Centre des Congrès de la Villette (Cité des sciences et de l'Industrie, Paris)

Poster MC5 Physico-chimie des environnements atomiques et moléculaires froids et ultra froids Session Poster 1: MC3, MC5, MC6, MC11, MC13, MC15, MC16, MC18, MC19, MC25, REDP, posters hors MC

Orateur

Thibault Delarue

Description

The advent of ground-state controlled ultracold dipolar molecules in dense gases has opened many exciting perspectives for the field of ultracold matter. When the molecules are dipolar, their extremely controllable properties have inspired many theoretical proposals for promising quantum applications, such as quantum simulation/information processes, quantum-controlled chemistry and test of fundamental laws.

Ultracold molecules can be used to probe chemical reactions with an unprecedented control at the quantum level. This was done recently with the chemical reaction KRb + KRb → K 2 + Rb2 at ultracold temperatures. All the fragments of an ultracold chemical reaction, from reactants to products, including intermediate complexes, can now be observed [1]. The state-to-state rotational distribution of the products can be measured [2] and the rotational parities of the molecular products can be controlled with a magnetic field [3, 4].

We explore here the study of ultracold chemical reactions of KRb molecules prepared in a quantum superposition of states using microwaves.
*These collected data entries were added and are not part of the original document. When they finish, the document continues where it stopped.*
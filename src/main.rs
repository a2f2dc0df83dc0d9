mod data;
mod domain;
mod error;
mod heuristics;
mod propagate;
mod server;
mod solver;
mod state;

#[tokio::main]
async fn main() {
    env_logger::Builder::from_env(env_logger::Env::default().default_filter_or("trace")).init();

    server::run_server().await;
}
We aim at computing the corresponding observables such as the two-body cross sections or rate coefficients, typically for the elastic, inelastic and reactive processes. We will explore the behavior of those observables, for different preparations monitored by the detuning and Rabi frequency of the two microwaves.

[1] M.-G. Hu et al., “Direct observation of bimolecular reactions of ultracold KRb molecules”, Science 366, 1111 (2019)
[2] Y. Liu et al., “Precision test of statistical dynamics with state-to-state ultracold chemistry”, Nature 593, 379 (2021)
[3] M.-G. Hu et al., “Nuclear spin conservation enables state-to-state control of ultracold molecular reactions”, Nat. Chem. 13, 435 (2021)
[4] G. Quéméner et al., “Model for nuclear spin product-state distributions of ultracold chemical reactions in magnetic fields”, Phys. Rev. A 104, 052817 (2021)